2004 TheAutomaticContentExtractionACEProgram

From GM-RKB
Jump to navigation Jump to search

Subject Headings: ACE Program

Notes

Cited By

Quotes

Abstract

The objective of the ACE program is to develop technology to automatically infer from human language data the entities being mentioned, the relations among these entities that are directly expressed, and the events in which these entities participate. Data sources include audio and image data in addition to pure text, and Arabic and Chinese in addition to English. The effort involves defining the research tasks in detail, collecting and annotating data needed for training, development, and evaluation, and supporting the research with evaluation tools and research workshops. This program began with a pilot study in (1999). The next evaluation is scheduled for September 2004.
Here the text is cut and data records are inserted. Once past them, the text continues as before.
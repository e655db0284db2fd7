//! Router-level tests: requests go through the full axum stack without a socket.

use axum::body::{to_bytes, Body};
use axum::http::{Request, StatusCode};
use axum::Router;
use callgrid_engine::MemoryStore;
use callgrid_server::{app, seed, AppState};
use serde_json::{json, Value};
use tower::ServiceExt;

fn test_app() -> Router {
    app(AppState::new(MemoryStore::new()))
}

async fn send(app: &Router, request: Request<Body>) -> (StatusCode, Value) {
    let response = app.clone().oneshot(request).await.unwrap();
    let status = response.status();
    let bytes = to_bytes(response.into_body(), usize::MAX).await.unwrap();
    let body = if bytes.is_empty() {
        Value::Null
    } else {
        serde_json::from_slice(&bytes).unwrap()
    };
    (status, body)
}

async fn get(app: &Router, uri: &str) -> (StatusCode, Value) {
    send(app, Request::get(uri).body(Body::empty()).unwrap()).await
}

async fn post_booking(app: &Router, body: Value) -> (StatusCode, Value) {
    let request = Request::post("/api/bookings")
        .header("content-type", "application/json")
        .body(Body::from(body.to_string()))
        .unwrap();
    send(app, request).await
}

async fn delete(app: &Router, uri: &str) -> (StatusCode, Value) {
    send(app, Request::delete(uri).body(Body::empty()).unwrap()).await
}

fn booking_body(call_type: &str, date: &str, time: &str) -> Value {
    json!({
        "clientId": "c1",
        "clientName": "Sriram Kumar",
        "clientPhone": "+91-9876543210",
        "callType": call_type,
        "date": date,
        "time": time,
    })
}

// ─────────────────────────────────────────────────────────────────────────────
// Calendar
// ─────────────────────────────────────────────────────────────────────────────

#[tokio::test]
async fn empty_calendar_day() {
    let app = test_app();
    let (status, body) = get(&app, "/api/calendar/2024-01-15").await;

    assert_eq!(status, StatusCode::OK);
    assert_eq!(body["date"], "2024-01-15");
    let slots = body["timeSlots"].as_array().unwrap();
    assert_eq!(slots.len(), 28);
    assert!(slots.iter().all(|s| s["available"] == true));
}

#[tokio::test]
async fn malformed_date_is_bad_request() {
    let app = test_app();
    for uri in [
        "/api/calendar/15-01-2024",
        "/api/calendar/2024-02-30",
        "/api/calendar/today",
        "/api/calendar/+2024-1-15",
        "/api/calendar/%202024-1-15",
        "/api/calendar/2024-%201-15",
    ] {
        let (status, body) = get(&app, uri).await;
        assert_eq!(status, StatusCode::BAD_REQUEST, "{uri}");
        assert!(body["error"].as_str().unwrap().contains("YYYY-MM-DD"));
    }
}

// ─────────────────────────────────────────────────────────────────────────────
// Booking creation
// ─────────────────────────────────────────────────────────────────────────────

#[tokio::test]
async fn create_then_conflict() {
    let app = test_app();

    let (status, created) = post_booking(&app, booking_body("onboarding", "2024-01-15", "10:30")).await;
    assert_eq!(status, StatusCode::CREATED);
    assert_eq!(created["duration"], 40);
    assert_eq!(created["isRecurring"], false);
    assert!(created["id"].as_str().is_some_and(|id| !id.is_empty()));

    let (status, body) = post_booking(&app, booking_body("follow-up", "2024-01-15", "10:50")).await;
    assert_eq!(status, StatusCode::CONFLICT);
    assert_eq!(body["error"], "Would overlap with existing onboarding call at 10:30");
}

#[tokio::test]
async fn follow_up_shows_on_later_weeks() {
    let app = test_app();
    let (status, created) = post_booking(&app, booking_body("follow-up", "2024-01-15", "11:10")).await;
    assert_eq!(status, StatusCode::CREATED);
    assert_eq!(created["recurringPattern"], json!({ "frequency": "weekly", "dayOfWeek": 1 }));

    let (_, next) = get(&app, "/api/calendar/2024-01-22").await;
    assert_eq!(next["timeSlots"][2]["time"], "11:10");
    assert_eq!(next["timeSlots"][2]["booking"]["id"], created["id"]);

    let (_, prior) = get(&app, "/api/calendar/2024-01-08").await;
    assert_eq!(prior["timeSlots"][2]["available"], true);
}

#[tokio::test]
async fn last_slot_onboarding_beyond_hours() {
    let app = test_app();
    let (status, body) = post_booking(&app, booking_body("onboarding", "2024-01-15", "19:30")).await;
    assert_eq!(status, StatusCode::CONFLICT);
    assert_eq!(body["error"], "Booking extends beyond business hours");
}

#[tokio::test]
async fn invalid_payloads_are_bad_requests() {
    let app = test_app();

    let mut missing = booking_body("onboarding", "2024-01-15", "10:30");
    missing.as_object_mut().unwrap().remove("clientPhone");

    let cases = [
        missing,
        booking_body("workshop", "2024-01-15", "10:30"),
        booking_body("onboarding", "2024/01/15", "10:30"),
        booking_body("onboarding", " 2024-1-15", "10:30"),
        booking_body("onboarding", "2024- 1-15", "10:30"),
        booking_body("onboarding", "+2024-1-15", "10:30"),
        booking_body("onboarding", "2024-01-15", "10:40"),
        json!({ "clientId": 7 }),
    ];
    for case in cases {
        let (status, body) = post_booking(&app, case.clone()).await;
        assert_eq!(status, StatusCode::BAD_REQUEST, "{case}");
        assert!(body["error"].is_string());
    }

    let not_json = Request::post("/api/bookings")
        .header("content-type", "application/json")
        .body(Body::from("{not json"))
        .unwrap();
    let (status, _) = send(&app, not_json).await;
    assert_eq!(status, StatusCode::BAD_REQUEST);

    // Nothing was written.
    let (_, day) = get(&app, "/api/calendar/2024-01-15").await;
    assert!(day["timeSlots"].as_array().unwrap().iter().all(|s| s["available"] == true));
}

// ─────────────────────────────────────────────────────────────────────────────
// Deletion and stats
// ─────────────────────────────────────────────────────────────────────────────

#[tokio::test]
async fn delete_series_is_idempotent() {
    let app = test_app();
    let (_, created) = post_booking(&app, booking_body("follow-up", "2024-01-15", "11:10")).await;
    let uri = format!("/api/bookings/{}", created["id"].as_str().unwrap());

    let (status, _) = delete(&app, &uri).await;
    assert_eq!(status, StatusCode::NO_CONTENT);
    let (status, _) = delete(&app, &uri).await;
    assert_eq!(status, StatusCode::NO_CONTENT);

    for date in ["2024-01-15", "2024-01-22", "2024-03-04"] {
        let (_, day) = get(&app, &format!("/api/calendar/{date}")).await;
        assert_eq!(day["timeSlots"][2]["available"], true, "{date}");
    }
}

#[tokio::test]
async fn day_stats() {
    let app = test_app();
    post_booking(&app, booking_body("follow-up", "2024-01-08", "12:10")).await;
    post_booking(&app, booking_body("onboarding", "2024-01-15", "14:30")).await;
    post_booking(&app, booking_body("follow-up", "2024-01-15", "16:10")).await;

    let (status, stats) = get(&app, "/api/calendar/2024-01-15/stats").await;
    assert_eq!(status, StatusCode::OK);
    assert_eq!(stats, json!({ "total": 3, "recurring": 2, "oneTime": 1 }));
}

// ─────────────────────────────────────────────────────────────────────────────
// Clients and health
// ─────────────────────────────────────────────────────────────────────────────

#[tokio::test]
async fn clients_listing_and_search() {
    let state = AppState::new(MemoryStore::new());
    seed::seed_clients(state.scheduler.store()).unwrap();
    let app = app(state);

    let (status, all) = get(&app, "/api/clients").await;
    assert_eq!(status, StatusCode::OK);
    assert_eq!(all.as_array().unwrap().len(), 20);

    let (_, found) = get(&app, "/api/clients?search=kapoor").await;
    let found = found.as_array().unwrap();
    assert_eq!(found.len(), 1);
    assert_eq!(found[0]["name"], "Ritu Kapoor");
    assert_eq!(found[0]["phone"], "+91-9876543225");
}

#[tokio::test]
async fn health_reports_ok() {
    let app = test_app();
    let (status, body) = get(&app, "/health").await;
    assert_eq!(status, StatusCode::OK);
    assert_eq!(body["status"], "ok");
    assert!(body["timestamp"].is_string());
}
pub mod bookings;
pub mod calendar;
pub mod clients;

use axum::{
    extract::rejection::JsonRejection,
    http::StatusCode,
    response::{IntoResponse, Response},
    routing::get,
    Json, Router,
};
use callgrid_engine::{ErrorKind, SchedulingError};
use chrono::Utc;
use serde::Serialize;
use tracing::error;

use crate::state::AppState;

pub fn router() -> Router<AppState> {
    let api = Router::new()
        .merge(calendar::router())
        .merge(bookings::router())
        .merge(clients::router());

    Router::new()
        .nest("/api", api)
        .route("/health", get(health))
}

/// Standard API error response
#[derive(Serialize)]
pub struct ErrorResponse {
    pub error: String,
}

/// Errors a handler can return, mapped onto HTTP statuses.
#[derive(Debug)]
pub enum AppError {
    /// The request body could not be read as JSON.
    BadRequest(String),
    Scheduling(SchedulingError),
}

impl IntoResponse for AppError {
    fn into_response(self) -> Response {
        let (status, message) = match self {
            AppError::BadRequest(message) => (StatusCode::BAD_REQUEST, message),
            AppError::Scheduling(e) => match e.kind() {
                ErrorKind::Validation => (StatusCode::BAD_REQUEST, e.to_string()),
                ErrorKind::Conflict => (StatusCode::CONFLICT, e.to_string()),
                ErrorKind::Internal => {
                    error!(error = %e, "request failed");
                    (
                        StatusCode::INTERNAL_SERVER_ERROR,
                        "Internal server error".to_string(),
                    )
                }
            },
        };
        (status, Json(ErrorResponse { error: message })).into_response()
    }
}

impl From<SchedulingError> for AppError {
    fn from(err: SchedulingError) -> Self {
        AppError::Scheduling(err)
    }
}

impl From<JsonRejection> for AppError {
    fn from(rejection: JsonRejection) -> Self {
        AppError::BadRequest(rejection.body_text())
    }
}

#[derive(Serialize)]
struct Health {
    status: &'static str,
    timestamp: String,
}

/// GET /health - Liveness probe
async fn health() -> Json<Health> {
    Json(Health {
        status: "ok",
        timestamp: Utc::now().to_rfc3339(),
    })
}
use std::sync::Arc;

use callgrid_engine::{MemoryStore, Scheduler};

/// Shared application state
#[derive(Clone)]
pub struct AppState {
    pub scheduler: Arc<Scheduler<MemoryStore>>,
}

impl AppState {
    pub fn new(store: MemoryStore) -> Self {
        AppState {
            scheduler: Arc::new(Scheduler::new(store)),
        }
    }
}
//! The fixed daily slot grid and the date/time parsing that feeds it.
//!
//! The business day is 28 start times spaced 20 minutes apart, from 10:30 to
//! 19:30. Every booking starts on one of these values; anything else is an
//! input-format error rather than a scheduling decision.

use std::fmt;
use std::str::FromStr;

use chrono::{Datelike, NaiveDate, NaiveTime, Timelike};
use serde::{Serialize, Serializer};

use crate::error::{Result, SchedulingError};

/// Minutes since midnight of the first slot (10:30).
pub const FIRST_SLOT_MINUTE: u16 = 10 * 60 + 30;
/// Distance between consecutive slot starts.
pub const SLOT_STEP_MINUTES: u16 = 20;
/// Number of slots in a business day.
pub const SLOT_COUNT: usize = 28;
/// Minutes since midnight of the last slot (19:30).
pub const LAST_SLOT_MINUTE: u16 = FIRST_SLOT_MINUTE + (SLOT_COUNT as u16 - 1) * SLOT_STEP_MINUTES;
/// Latest minute a call may finish: one grid step past the last slot start.
pub const CLOSING_MINUTE: u16 = LAST_SLOT_MINUTE + SLOT_STEP_MINUTES;

const DATE_FORMAT: &str = "%Y-%m-%d";
const TIME_FORMAT: &str = "%H:%M";

/// A start time on the canonical grid, stored as minutes since midnight.
///
/// Values can only be obtained from [`slot_times`] or by parsing, so every
/// `SlotTime` is one of the 28 grid values.
#[derive(Debug, Clone, Copy, PartialEq, Eq, PartialOrd, Ord, Hash)]
pub struct SlotTime(u16);

impl SlotTime {
    /// Parse an `HH:MM` string and check that it lands on the grid.
    ///
    /// # Errors
    /// Returns `SchedulingError::InvalidTime` for malformed strings and for
    /// well-formed times that are not grid values (e.g. `10:40`, `09:30`).
    pub fn parse(raw: &str) -> Result<Self> {
        let invalid = || SchedulingError::InvalidTime(raw.to_string());
        if !has_shape(raw, "dd:dd") {
            return Err(invalid());
        }
        let time = NaiveTime::parse_from_str(raw, TIME_FORMAT).map_err(|_| invalid())?;
        let minute = (time.hour() * 60 + time.minute()) as u16;
        Self::from_minute(minute).ok_or_else(invalid)
    }

    /// The grid slot starting at `minute` past midnight, if there is one.
    pub fn from_minute(minute: u16) -> Option<Self> {
        let on_grid = (FIRST_SLOT_MINUTE..=LAST_SLOT_MINUTE).contains(&minute)
            && (minute - FIRST_SLOT_MINUTE) % SLOT_STEP_MINUTES == 0;
        on_grid.then_some(SlotTime(minute))
    }

    /// Minutes since midnight.
    pub fn minute(self) -> u16 {
        self.0
    }
}

impl fmt::Display for SlotTime {
    fn fmt(&self, f: &mut fmt::Formatter<'_>) -> fmt::Result {
        write!(f, "{:02}:{:02}", self.0 / 60, self.0 % 60)
    }
}

impl FromStr for SlotTime {
    type Err = SchedulingError;

    fn from_str(s: &str) -> Result<Self> {
        SlotTime::parse(s)
    }
}

impl Serialize for SlotTime {
    fn serialize<S: Serializer>(&self, serializer: S) -> std::result::Result<S::Ok, S::Error> {
        serializer.collect_str(self)
    }
}

/// All 28 grid slots in chronological order.
pub fn slot_times() -> impl Iterator<Item = SlotTime> {
    (0..SLOT_COUNT as u16).map(|i| SlotTime(FIRST_SLOT_MINUTE + i * SLOT_STEP_MINUTES))
}

/// Whether `raw` matches `pattern` byte for byte, where `d` stands for any
/// ASCII digit and every other byte must appear literally.
fn has_shape(raw: &str, pattern: &str) -> bool {
    raw.len() == pattern.len()
        && raw.bytes().zip(pattern.bytes()).all(|(b, p)| match p {
            b'd' => b.is_ascii_digit(),
            literal => b == literal,
        })
}

/// Parse a strict `YYYY-MM-DD` calendar date.
///
/// # Errors
/// Returns `SchedulingError::InvalidDate` when the string is not exactly
/// four digits, two digits and two digits separated by `-`, or does not name
/// a real calendar day.
pub fn parse_date(raw: &str) -> Result<NaiveDate> {
    if !has_shape(raw, "dddd-dd-dd") {
        return Err(SchedulingError::InvalidDate(raw.to_string()));
    }
    NaiveDate::parse_from_str(raw, DATE_FORMAT)
        .map_err(|_| SchedulingError::InvalidDate(raw.to_string()))
}

/// Day of the week with Sunday = 0 through Saturday = 6.
pub fn day_of_week(date: NaiveDate) -> u32 {
    date.weekday().num_days_from_sunday()
}
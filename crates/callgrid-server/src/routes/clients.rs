//! Client directory endpoint

use axum::{
    extract::{Query, State},
    routing::get,
    Json, Router,
};
use callgrid_engine::Client;
use serde::Deserialize;

use crate::routes::AppError;
use crate::state::AppState;

pub fn router() -> Router<AppState> {
    Router::new().route("/clients", get(list_clients))
}

#[derive(Debug, Deserialize)]
pub struct ClientQuery {
    pub search: Option<String>,
}

/// GET /clients?search=term - List clients, optionally filtered by name or phone
async fn list_clients(
    State(state): State<AppState>,
    Query(query): Query<ClientQuery>,
) -> Result<Json<Vec<Client>>, AppError> {
    Ok(Json(state.scheduler.clients(query.search.as_deref())?))
}
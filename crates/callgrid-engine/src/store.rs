//! The storage collaborator the engine reads bookings from and writes them to.
//!
//! [`BookingStore`] is the only seam between the engine and persistence.
//! [`MemoryStore`] keeps everything in process and backs the server and tests.

use std::sync::{RwLock, RwLockReadGuard, RwLockWriteGuard};

use chrono::{NaiveDate, Utc};
use uuid::Uuid;

use crate::booking::{Booking, BookingDraft, Client};
use crate::error::{Result, SchedulingError};

/// Predicate-query access to stored clients and bookings.
pub trait BookingStore: Send + Sync {
    /// Bookings whose anchor `date` equals `date`, recurring or not.
    fn bookings_by_date(&self, date: NaiveDate) -> Result<Vec<Booking>>;

    /// Recurring bookings whose weekly pattern falls on `day_of_week`
    /// (0 = Sunday). No anchor-date filtering happens here.
    fn recurring_bookings(&self, day_of_week: u32) -> Result<Vec<Booking>>;

    /// Persist a draft, assigning its id and timestamps.
    fn create_booking(&self, draft: BookingDraft) -> Result<Booking>;

    /// Remove a booking and, if recurring, its whole series. Unknown ids are a no-op.
    fn delete_booking(&self, id: &str) -> Result<()>;

    fn clients(&self) -> Result<Vec<Client>>;

    fn add_client(&self, name: &str, phone: &str) -> Result<Client>;
}

#[derive(Debug, Default)]
struct Tables {
    clients: Vec<Client>,
    bookings: Vec<Booking>,
}

/// In-process store. Insertion order is preserved for both tables.
#[derive(Debug, Default)]
pub struct MemoryStore {
    tables: RwLock<Tables>,
}

impl MemoryStore {
    pub fn new() -> Self {
        Self::default()
    }

    fn read(&self) -> Result<RwLockReadGuard<'_, Tables>> {
        self.tables
            .read()
            .map_err(|_| SchedulingError::Storage("store lock poisoned".to_string()))
    }

    fn write(&self) -> Result<RwLockWriteGuard<'_, Tables>> {
        self.tables
            .write()
            .map_err(|_| SchedulingError::Storage("store lock poisoned".to_string()))
    }
}

impl BookingStore for MemoryStore {
    fn bookings_by_date(&self, date: NaiveDate) -> Result<Vec<Booking>> {
        Ok(self
            .read()?
            .bookings
            .iter()
            .filter(|b| b.date == date)
            .cloned()
            .collect())
    }

    fn recurring_bookings(&self, day_of_week: u32) -> Result<Vec<Booking>> {
        Ok(self
            .read()?
            .bookings
            .iter()
            .filter(|b| {
                b.recurring_pattern()
                    .is_some_and(|p| p.day_of_week == day_of_week)
            })
            .cloned()
            .collect())
    }

    fn create_booking(&self, draft: BookingDraft) -> Result<Booking> {
        let booking = Booking::from_draft(Uuid::new_v4().to_string(), draft, Utc::now());
        self.write()?.bookings.push(booking.clone());
        Ok(booking)
    }

    fn delete_booking(&self, id: &str) -> Result<()> {
        self.write()?.bookings.retain(|b| b.id != id);
        Ok(())
    }

    fn clients(&self) -> Result<Vec<Client>> {
        Ok(self.read()?.clients.clone())
    }

    fn add_client(&self, name: &str, phone: &str) -> Result<Client> {
        let client = Client {
            id: Uuid::new_v4().to_string(),
            name: name.to_string(),
            phone: phone.to_string(),
        };
        self.write()?.clients.push(client.clone());
        Ok(client)
    }
}
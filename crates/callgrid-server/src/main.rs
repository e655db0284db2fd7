//! `callgrid-server` — serve the booking calendar over HTTP.
//!
//! ## Usage
//!
//! ```sh
//! # Listen on 0.0.0.0:3001 with the demo client roster
//! callgrid-server
//!
//! # Pick an address, start with no clients
//! callgrid-server --host 127.0.0.1 --port 8080 --no-seed
//!
//! # Log filtering
//! RUST_LOG=callgrid_engine=trace callgrid-server
//! ```

use anyhow::{Context, Result};
use callgrid_engine::MemoryStore;
use callgrid_server::{seed, AppState, Config};
use clap::Parser;
use tracing::info;
use tracing_subscriber::{prelude::*, EnvFilter};

const DEFAULT_LOG_FILTER: &str = "callgrid_server=debug,callgrid_engine=debug,tower_http=info";

#[tokio::main]
async fn main() -> Result<()> {
    let config = Config::parse();

    tracing_subscriber::registry()
        .with(
            tracing_subscriber::fmt::layer()
                .compact()
                .with_file(true)
                .with_line_number(true),
        )
        .with(EnvFilter::try_from_default_env().unwrap_or_else(|_| EnvFilter::new(DEFAULT_LOG_FILTER)))
        .init();

    let state = AppState::new(MemoryStore::new());
    if !config.no_seed {
        let added = seed::seed_clients(state.scheduler.store()).context("Failed to seed clients")?;
        info!(added, "client directory initialized");
    }

    let addr = config.addr();
    let listener = tokio::net::TcpListener::bind(addr)
        .await
        .with_context(|| format!("Failed to bind {}", addr))?;
    info!(%addr, "callgrid-server listening");

    axum::serve(listener, callgrid_server::app(state)).await?;

    Ok(())
}
//! Property tests: evolve keeps the source's key set, shares untouched values and only calls
//! leaves for keys the source actually has.

use std::collections::BTreeSet;
use std::sync::atomic::{AtomicUsize, Ordering};
use std::sync::Arc;

use data_evolve::processing::{evolve, evolve_map, evolver};
use data_evolve::transform::{leaves, TransformationSpec};
use data_evolve::types::{Map, Value};
use proptest::prelude::*;

// ---------------------------------------------------------------------------
// Helpers / Strategies
// ---------------------------------------------------------------------------

fn arb_scalar() -> impl Strategy<Value = Value> {
    prop_oneof![
        Just(Value::Null),
        any::<bool>().prop_map(Value::from),
        any::<i64>().prop_map(Value::from),
        "[a-z ]{0,8}".prop_map(Value::from),
    ]
}

fn arb_value() -> impl Strategy<Value = Value> {
    arb_scalar().prop_recursive(3, 24, 4, |inner| {
        prop_oneof![
            prop::collection::vec(inner.clone(), 0..4).prop_map(Value::list),
            prop::collection::vec(("[a-e]", inner), 0..4)
                .prop_map(|entries| Value::map(entries.into_iter().collect())),
        ]
    })
}

/// A record keyed by short names, so spec keys and record keys overlap often.
fn arb_record() -> impl Strategy<Value = Map> {
    prop::collection::vec(("[a-f]{1,2}", arb_value()), 0..8)
        .prop_map(|entries| entries.into_iter().collect())
}

fn arb_spec_keys() -> impl Strategy<Value = BTreeSet<String>> {
    prop::collection::btree_set("[a-f]{1,2}", 0..8)
}

fn obj<const N: usize>(entries: [(&str, Value); N]) -> Value {
    Value::map(Map::from(entries))
}

// ---------------------------------------------------------------------------
// Property Tests
// ---------------------------------------------------------------------------

proptest! {
    /// An empty spec copies every value by reference.
    #[test]
    fn empty_spec_is_identity_by_reference(record in arb_record()) {
        let out = evolve_map(&TransformationSpec::new(), &record);

        prop_assert_eq!(out.keys().collect::<Vec<_>>(), record.keys().collect::<Vec<_>>());
        for ((_, a), (_, b)) in out.iter().zip(record.iter()) {
            prop_assert!(a.ptr_eq(b));
        }
    }

    /// Leaves apply to present keys only; everything else is shared.
    #[test]
    fn leaves_apply_only_to_present_keys(record in arb_record(), spec_keys in arb_spec_keys()) {
        let calls = Arc::new(AtomicUsize::new(0));
        let mut spec = TransformationSpec::new();
        for key in &spec_keys {
            let calls = Arc::clone(&calls);
            spec = spec.leaf(key.clone(), move |_: &Value| {
                calls.fetch_add(1, Ordering::SeqCst);
                Value::from("evolved")
            });
        }

        let out = evolve_map(&spec, &record);

        prop_assert_eq!(out.keys().collect::<Vec<_>>(), record.keys().collect::<Vec<_>>());
        let mut expected_calls = 0;
        for (key, original) in record.iter() {
            let evolved = out.get(key).unwrap();
            if spec_keys.contains(key) {
                expected_calls += 1;
                prop_assert_eq!(evolved, &Value::from("evolved"));
            } else {
                prop_assert!(evolved.ptr_eq(original));
            }
        }
        prop_assert_eq!(calls.load(Ordering::SeqCst), expected_calls);
    }

    /// Partial application gives the same result as the two-argument form.
    #[test]
    fn evolver_agrees_with_evolve(record in arb_record()) {
        let spec = TransformationSpec::new()
            .leaf("a", leaves::add(1))
            .leaf("b", leaves::trim())
            .nested("c", TransformationSpec::new().leaf("a", leaves::not()));
        let source = Value::map(record);

        prop_assert_eq!(evolver(spec.clone()).apply(&source), evolve(&spec, &source));
    }

    /// The source is never modified.
    #[test]
    fn source_is_left_untouched(record in arb_record()) {
        let before = record.clone();
        let spec = TransformationSpec::new()
            .leaf("a", leaves::always(Value::Null))
            .nested("b", TransformationSpec::new().leaf("a", leaves::always(1)));

        let _ = evolve_map(&spec, &record);

        prop_assert_eq!(record, before);
    }
}

// ---------------------------------------------------------------------------
// Worked examples
// ---------------------------------------------------------------------------

#[test]
fn tomato_example() {
    let spec = TransformationSpec::new()
        .leaf("firstName", leaves::trim())
        .leaf("lastName", leaves::trim())
        .nested(
            "data",
            TransformationSpec::new()
                .leaf("elapsed", leaves::add(1))
                .leaf("remaining", leaves::add(-1)),
        );
    let tomato = obj([
        ("firstName", Value::from("  Tomato ")),
        (
            "data",
            obj([("elapsed", Value::from(100)), ("remaining", Value::from(1400))]),
        ),
        ("id", Value::from(123)),
    ]);

    let out = evolve(&spec, &tomato);

    assert_eq!(
        out,
        obj([
            ("firstName", Value::from("Tomato")),
            (
                "data",
                obj([("elapsed", Value::from(101)), ("remaining", Value::from(1399))]),
            ),
            ("id", Value::from(123)),
        ])
    );
}

#[test]
fn untouched_nested_maps_are_shared() {
    let address = obj([("city", Value::from("Paris"))]);
    let spec = TransformationSpec::new().leaf("name", leaves::to_upper());

    let out = evolve(
        &spec,
        &obj([("name", Value::from("ada")), ("address", address.clone())]),
    );

    assert!(out.as_map().unwrap().get("address").unwrap().ptr_eq(&address));
}

#[test]
fn nested_list_is_keyed_by_index() {
    let spec = TransformationSpec::new()
        .nested("a", TransformationSpec::new().leaf("0", leaves::add(1)));
    let source = obj([("a", Value::list(vec![Value::from(1), Value::from(2)]))]);

    assert_eq!(evolve(&spec, &source).to_string(), r#"{"a":{"0":2,"1":2}}"#);
}

#[test]
fn mismatched_nesting_is_empty_map() {
    let spec = TransformationSpec::new()
        .nested("a", TransformationSpec::new().leaf("b", leaves::add(1)));
    assert_eq!(
        evolve(&spec, &obj([("a", Value::from(5))])),
        obj([("a", Value::map(Map::new()))])
    );
}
1. Introduction and Background

Today’s global web of electronic information, including most notably the www, provides a resource of unbounded information-bearing potential. But to fully exploit this potential requires the ability to extract content from human language automatically. That is the objective of the ACE program – to develop the capability to extract meaning from multimedia sources. These sources include text, audio and image data. [1 While the ACE program is directed toward extraction of information from audio and image sources in addition to pure text, the research effort is restricted to information extraction from text. The actual transduction of audio and image data into text is not part of the ACE research effort, although the processing of ASR and OCR output from such transducers is. Now, starting in 2004, events are being explored and added as the third of the three original tasks.] The ACE program is a “technocentric” research effort, meaning that the emphasis is on developing core enabling technologies rather than solving the application needs that motivate the research.

The program began in 1999 with a study intended to identify those key content extraction tasks to serve as the research targets for the remainder of the program. These tasks were identified in general as the extraction of the entities, relations and events being discussed in the language. In general objective, the ACE program is motivated by and addresses the same issues as the MUC program that preceded it (NIST 1999). The ACE program, however, attempts to take the task “off the page” in the sense that the research objectives are defined in terms of the target objects (i.e., the entities, the relations, and the events) rather than in terms of the words in the text. For example, the so-called “named entity” task, as defined in MUC, is to identify those words (on the page) that are names of entities. In ACE, on the other hand, the corresponding task is to identify the entity so named. This is a different task, one that is more abstract and that involves inference more explicitly in producing an answer. In a real sense, the task is to detect things that “aren’t there”. Reference resolution thus becomes an integral and critical part of solving the problem.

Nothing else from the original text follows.